Could you return every line of the records below that contains the word "Fire"?

Collected data entries:

::::::

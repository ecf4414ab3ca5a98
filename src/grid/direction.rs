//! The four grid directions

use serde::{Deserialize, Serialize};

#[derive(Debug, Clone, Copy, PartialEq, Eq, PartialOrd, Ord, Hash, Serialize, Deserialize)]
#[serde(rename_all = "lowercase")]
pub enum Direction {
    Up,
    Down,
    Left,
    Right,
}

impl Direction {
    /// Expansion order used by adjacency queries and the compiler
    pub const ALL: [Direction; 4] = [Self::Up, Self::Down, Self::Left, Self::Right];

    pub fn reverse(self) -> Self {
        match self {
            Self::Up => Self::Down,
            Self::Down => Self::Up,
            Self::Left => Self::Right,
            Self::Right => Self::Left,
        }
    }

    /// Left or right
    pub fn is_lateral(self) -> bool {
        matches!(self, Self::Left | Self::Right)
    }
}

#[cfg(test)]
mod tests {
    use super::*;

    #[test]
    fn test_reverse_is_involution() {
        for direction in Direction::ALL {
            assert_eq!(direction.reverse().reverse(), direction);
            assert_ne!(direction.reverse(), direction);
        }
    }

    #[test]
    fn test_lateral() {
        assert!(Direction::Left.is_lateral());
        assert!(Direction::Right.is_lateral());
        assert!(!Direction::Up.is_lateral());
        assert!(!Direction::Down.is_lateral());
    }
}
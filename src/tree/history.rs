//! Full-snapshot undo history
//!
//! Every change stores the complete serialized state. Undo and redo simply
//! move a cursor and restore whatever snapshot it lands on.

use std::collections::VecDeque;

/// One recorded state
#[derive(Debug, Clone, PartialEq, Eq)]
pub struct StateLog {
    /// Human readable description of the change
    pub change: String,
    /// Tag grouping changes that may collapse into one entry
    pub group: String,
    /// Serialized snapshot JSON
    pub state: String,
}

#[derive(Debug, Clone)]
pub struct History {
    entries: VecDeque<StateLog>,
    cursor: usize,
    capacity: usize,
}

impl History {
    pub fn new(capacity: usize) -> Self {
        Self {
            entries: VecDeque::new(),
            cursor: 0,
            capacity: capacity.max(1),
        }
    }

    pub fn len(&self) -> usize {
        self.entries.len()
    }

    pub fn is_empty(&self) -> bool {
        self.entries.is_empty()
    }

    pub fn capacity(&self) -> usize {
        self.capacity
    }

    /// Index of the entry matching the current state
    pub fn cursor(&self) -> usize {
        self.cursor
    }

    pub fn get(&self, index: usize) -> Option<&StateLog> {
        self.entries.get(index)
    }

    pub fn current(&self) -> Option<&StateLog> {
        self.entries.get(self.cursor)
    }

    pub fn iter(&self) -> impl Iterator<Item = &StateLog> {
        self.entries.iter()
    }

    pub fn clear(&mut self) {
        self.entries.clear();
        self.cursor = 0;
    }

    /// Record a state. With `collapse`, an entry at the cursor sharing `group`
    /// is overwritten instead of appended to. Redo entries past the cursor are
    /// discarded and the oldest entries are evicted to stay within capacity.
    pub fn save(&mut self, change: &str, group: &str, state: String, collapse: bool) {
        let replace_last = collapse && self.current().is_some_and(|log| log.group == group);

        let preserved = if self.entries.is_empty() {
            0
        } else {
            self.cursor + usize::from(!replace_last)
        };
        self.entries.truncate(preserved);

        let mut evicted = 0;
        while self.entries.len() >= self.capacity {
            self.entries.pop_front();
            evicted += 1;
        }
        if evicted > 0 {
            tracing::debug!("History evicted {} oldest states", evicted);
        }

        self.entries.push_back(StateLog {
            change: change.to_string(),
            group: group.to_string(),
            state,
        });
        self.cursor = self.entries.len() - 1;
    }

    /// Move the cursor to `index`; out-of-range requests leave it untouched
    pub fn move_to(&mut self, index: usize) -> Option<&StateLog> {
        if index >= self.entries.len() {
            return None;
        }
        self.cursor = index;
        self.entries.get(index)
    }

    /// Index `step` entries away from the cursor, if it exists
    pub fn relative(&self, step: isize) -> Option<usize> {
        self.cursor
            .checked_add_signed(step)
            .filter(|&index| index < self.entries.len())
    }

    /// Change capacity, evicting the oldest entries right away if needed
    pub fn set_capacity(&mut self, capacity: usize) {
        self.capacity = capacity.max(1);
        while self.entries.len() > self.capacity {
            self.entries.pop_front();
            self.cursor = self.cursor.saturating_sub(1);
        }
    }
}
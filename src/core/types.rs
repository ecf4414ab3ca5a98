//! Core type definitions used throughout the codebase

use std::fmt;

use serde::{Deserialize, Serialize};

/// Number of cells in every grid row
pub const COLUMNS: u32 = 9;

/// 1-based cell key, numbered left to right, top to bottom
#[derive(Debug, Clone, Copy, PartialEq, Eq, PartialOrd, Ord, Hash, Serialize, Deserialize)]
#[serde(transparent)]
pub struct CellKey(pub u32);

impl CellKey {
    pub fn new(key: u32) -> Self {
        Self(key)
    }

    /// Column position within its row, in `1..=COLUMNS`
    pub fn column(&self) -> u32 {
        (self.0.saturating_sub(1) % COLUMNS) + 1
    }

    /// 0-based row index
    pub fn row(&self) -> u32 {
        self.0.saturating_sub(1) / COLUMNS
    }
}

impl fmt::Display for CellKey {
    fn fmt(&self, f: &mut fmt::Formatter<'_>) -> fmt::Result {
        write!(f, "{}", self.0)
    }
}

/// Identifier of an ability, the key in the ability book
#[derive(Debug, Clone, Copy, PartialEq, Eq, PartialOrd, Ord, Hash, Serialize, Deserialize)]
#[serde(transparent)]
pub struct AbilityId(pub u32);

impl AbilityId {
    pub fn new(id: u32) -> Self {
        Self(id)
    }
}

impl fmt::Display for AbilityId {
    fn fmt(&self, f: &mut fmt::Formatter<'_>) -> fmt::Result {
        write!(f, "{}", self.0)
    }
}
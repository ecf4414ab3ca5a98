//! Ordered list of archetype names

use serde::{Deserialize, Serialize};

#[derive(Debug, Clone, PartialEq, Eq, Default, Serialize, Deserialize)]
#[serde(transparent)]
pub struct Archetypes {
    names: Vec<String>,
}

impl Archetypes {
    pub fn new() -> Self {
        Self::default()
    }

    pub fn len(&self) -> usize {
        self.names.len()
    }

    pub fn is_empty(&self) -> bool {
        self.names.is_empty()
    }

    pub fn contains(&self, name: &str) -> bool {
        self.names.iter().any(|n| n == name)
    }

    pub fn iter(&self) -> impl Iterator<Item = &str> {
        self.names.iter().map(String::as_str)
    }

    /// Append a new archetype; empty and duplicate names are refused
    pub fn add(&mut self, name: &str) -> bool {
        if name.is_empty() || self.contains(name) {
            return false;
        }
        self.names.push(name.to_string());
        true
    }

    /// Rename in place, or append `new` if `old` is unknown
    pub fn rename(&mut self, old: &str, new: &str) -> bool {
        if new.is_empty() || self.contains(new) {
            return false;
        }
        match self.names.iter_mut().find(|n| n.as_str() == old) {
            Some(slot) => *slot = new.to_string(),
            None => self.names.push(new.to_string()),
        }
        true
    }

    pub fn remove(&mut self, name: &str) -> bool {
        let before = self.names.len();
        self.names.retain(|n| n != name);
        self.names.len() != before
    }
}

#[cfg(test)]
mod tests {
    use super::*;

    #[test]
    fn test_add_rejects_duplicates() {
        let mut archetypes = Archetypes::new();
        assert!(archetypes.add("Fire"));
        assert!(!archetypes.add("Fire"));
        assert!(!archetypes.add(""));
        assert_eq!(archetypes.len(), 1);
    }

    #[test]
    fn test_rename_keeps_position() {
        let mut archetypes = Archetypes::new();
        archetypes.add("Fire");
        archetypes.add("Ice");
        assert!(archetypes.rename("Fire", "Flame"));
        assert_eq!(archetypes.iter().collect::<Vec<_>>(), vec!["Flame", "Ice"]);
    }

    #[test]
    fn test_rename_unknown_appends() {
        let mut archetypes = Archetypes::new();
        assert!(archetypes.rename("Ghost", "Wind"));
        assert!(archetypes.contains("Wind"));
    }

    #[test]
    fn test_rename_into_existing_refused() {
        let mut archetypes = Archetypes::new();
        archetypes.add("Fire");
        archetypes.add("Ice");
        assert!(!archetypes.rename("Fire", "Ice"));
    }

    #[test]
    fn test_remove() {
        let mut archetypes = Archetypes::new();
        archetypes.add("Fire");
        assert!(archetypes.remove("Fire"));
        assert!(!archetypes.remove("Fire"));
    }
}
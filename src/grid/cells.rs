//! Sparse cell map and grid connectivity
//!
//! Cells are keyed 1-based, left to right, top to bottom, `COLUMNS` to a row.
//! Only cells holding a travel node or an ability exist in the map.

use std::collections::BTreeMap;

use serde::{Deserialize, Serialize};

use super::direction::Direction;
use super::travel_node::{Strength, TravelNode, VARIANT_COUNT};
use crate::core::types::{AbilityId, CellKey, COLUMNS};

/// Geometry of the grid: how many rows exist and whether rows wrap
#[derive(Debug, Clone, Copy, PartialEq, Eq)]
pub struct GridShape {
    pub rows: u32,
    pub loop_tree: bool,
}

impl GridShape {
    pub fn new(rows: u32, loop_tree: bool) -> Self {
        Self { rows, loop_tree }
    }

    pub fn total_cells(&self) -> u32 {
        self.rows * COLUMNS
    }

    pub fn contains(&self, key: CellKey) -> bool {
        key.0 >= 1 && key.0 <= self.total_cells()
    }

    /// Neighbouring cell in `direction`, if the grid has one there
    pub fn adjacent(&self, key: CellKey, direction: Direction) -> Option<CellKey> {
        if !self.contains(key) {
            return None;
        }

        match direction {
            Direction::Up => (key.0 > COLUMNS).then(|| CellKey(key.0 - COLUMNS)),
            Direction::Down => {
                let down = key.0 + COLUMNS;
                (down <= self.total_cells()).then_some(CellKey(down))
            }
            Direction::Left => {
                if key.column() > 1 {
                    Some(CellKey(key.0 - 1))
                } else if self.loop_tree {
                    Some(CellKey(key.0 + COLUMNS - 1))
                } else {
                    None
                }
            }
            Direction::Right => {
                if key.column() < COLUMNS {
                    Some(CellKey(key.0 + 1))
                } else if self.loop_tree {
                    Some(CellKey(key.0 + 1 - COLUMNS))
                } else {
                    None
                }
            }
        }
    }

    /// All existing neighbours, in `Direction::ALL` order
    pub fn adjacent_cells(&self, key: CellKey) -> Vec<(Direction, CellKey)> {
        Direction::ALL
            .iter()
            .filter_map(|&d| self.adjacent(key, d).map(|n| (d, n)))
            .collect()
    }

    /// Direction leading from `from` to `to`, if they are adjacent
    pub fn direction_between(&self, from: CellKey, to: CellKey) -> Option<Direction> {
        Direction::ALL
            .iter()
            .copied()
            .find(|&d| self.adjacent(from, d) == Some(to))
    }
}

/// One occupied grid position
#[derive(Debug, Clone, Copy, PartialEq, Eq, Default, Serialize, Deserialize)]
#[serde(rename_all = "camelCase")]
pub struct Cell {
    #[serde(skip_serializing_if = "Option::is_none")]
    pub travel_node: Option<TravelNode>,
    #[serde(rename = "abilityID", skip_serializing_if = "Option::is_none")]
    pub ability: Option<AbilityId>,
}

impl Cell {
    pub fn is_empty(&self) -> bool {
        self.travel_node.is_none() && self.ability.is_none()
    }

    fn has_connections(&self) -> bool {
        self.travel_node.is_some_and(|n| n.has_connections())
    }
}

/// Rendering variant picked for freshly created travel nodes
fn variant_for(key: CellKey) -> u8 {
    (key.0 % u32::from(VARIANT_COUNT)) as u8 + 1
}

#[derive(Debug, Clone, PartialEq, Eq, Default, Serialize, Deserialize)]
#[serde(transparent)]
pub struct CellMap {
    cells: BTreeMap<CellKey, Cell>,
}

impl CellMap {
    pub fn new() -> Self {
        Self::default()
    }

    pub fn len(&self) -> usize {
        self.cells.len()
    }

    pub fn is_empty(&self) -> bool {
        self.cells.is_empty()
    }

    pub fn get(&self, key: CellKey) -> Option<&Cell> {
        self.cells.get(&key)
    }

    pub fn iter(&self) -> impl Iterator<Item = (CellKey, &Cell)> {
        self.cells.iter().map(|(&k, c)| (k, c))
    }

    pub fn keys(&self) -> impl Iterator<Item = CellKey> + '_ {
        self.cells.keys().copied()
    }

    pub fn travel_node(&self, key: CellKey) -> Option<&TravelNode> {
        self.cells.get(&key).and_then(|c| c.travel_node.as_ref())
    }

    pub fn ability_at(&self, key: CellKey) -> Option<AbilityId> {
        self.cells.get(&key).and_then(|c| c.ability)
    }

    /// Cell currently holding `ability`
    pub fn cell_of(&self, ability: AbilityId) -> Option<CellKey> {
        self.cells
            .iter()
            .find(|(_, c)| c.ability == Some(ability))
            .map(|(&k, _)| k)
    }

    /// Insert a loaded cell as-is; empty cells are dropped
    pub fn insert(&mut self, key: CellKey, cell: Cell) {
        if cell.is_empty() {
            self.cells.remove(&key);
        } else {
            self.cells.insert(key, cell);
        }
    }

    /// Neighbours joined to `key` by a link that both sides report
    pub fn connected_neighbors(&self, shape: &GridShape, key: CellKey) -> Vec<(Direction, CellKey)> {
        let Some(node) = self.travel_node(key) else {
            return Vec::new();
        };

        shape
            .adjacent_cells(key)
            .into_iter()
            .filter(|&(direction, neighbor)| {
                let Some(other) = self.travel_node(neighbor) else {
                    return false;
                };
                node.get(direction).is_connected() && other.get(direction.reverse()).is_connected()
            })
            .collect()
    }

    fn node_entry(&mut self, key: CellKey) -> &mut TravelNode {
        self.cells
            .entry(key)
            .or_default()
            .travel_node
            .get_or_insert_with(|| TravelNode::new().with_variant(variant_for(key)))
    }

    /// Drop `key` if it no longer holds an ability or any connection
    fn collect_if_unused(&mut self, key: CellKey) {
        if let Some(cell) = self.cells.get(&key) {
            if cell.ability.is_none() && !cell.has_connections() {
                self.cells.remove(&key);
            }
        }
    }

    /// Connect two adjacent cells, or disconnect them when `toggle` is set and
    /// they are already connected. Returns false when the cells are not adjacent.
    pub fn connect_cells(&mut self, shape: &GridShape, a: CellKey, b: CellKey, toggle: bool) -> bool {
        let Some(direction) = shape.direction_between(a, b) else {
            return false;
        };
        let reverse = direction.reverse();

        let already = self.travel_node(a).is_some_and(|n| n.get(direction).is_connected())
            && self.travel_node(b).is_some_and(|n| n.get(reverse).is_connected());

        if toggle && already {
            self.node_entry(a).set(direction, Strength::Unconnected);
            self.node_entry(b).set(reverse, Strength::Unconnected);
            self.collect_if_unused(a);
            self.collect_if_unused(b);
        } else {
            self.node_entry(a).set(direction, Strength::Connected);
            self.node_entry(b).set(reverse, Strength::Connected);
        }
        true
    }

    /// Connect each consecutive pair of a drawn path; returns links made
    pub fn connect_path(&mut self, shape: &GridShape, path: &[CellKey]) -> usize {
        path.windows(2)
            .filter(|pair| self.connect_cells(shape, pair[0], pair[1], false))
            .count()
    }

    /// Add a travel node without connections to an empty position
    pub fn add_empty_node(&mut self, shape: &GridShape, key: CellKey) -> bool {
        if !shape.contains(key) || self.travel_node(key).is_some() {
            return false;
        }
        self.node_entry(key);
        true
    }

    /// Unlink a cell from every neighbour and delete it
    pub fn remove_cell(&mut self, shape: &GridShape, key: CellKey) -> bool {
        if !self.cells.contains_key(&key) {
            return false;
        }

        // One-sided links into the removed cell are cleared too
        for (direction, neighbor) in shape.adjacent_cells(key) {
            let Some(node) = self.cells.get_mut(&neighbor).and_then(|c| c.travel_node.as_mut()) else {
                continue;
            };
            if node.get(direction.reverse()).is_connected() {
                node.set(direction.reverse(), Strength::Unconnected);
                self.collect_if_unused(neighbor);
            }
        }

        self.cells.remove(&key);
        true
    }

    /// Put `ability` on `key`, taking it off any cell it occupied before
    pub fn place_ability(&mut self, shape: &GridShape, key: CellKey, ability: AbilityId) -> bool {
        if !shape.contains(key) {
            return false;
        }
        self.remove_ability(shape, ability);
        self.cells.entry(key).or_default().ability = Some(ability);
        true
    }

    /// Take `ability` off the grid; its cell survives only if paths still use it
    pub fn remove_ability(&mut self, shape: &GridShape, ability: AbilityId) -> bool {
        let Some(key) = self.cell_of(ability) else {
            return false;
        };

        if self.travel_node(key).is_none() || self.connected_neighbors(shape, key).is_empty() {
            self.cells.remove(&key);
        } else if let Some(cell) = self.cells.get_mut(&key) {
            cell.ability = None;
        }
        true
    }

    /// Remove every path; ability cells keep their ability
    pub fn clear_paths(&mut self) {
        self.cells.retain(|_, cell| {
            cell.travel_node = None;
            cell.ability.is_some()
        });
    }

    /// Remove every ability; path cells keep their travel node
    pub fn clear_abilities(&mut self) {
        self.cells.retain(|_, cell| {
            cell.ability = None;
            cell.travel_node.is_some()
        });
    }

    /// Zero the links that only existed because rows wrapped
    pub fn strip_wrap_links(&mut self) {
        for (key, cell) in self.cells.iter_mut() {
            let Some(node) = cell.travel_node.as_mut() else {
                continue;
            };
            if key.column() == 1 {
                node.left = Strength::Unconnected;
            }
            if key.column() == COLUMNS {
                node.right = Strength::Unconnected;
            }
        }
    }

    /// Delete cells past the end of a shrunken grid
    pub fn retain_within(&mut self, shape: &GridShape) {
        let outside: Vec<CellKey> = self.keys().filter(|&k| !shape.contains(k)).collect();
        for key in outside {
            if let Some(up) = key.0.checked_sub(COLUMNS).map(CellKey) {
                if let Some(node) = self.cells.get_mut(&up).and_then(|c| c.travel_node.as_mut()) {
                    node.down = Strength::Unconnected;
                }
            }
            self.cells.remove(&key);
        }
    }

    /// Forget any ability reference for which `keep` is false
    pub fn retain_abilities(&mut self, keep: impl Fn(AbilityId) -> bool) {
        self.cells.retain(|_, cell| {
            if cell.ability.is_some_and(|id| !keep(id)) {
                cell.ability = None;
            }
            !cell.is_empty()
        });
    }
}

::::::

Result of the task:
        assert!(archetypes.add("Fire"));
        assert!(!archetypes.add("Fire"));
        archetypes.add("Fire");
        assert!(archetypes.rename("Fire", "Flame"));
        archetypes.add("Fire");
        assert!(!archetypes.rename("Fire", "Ice"));
        archetypes.add("Fire");
        assert!(archetypes.remove("Fire"));
        assert!(!archetypes.remove("Fire"));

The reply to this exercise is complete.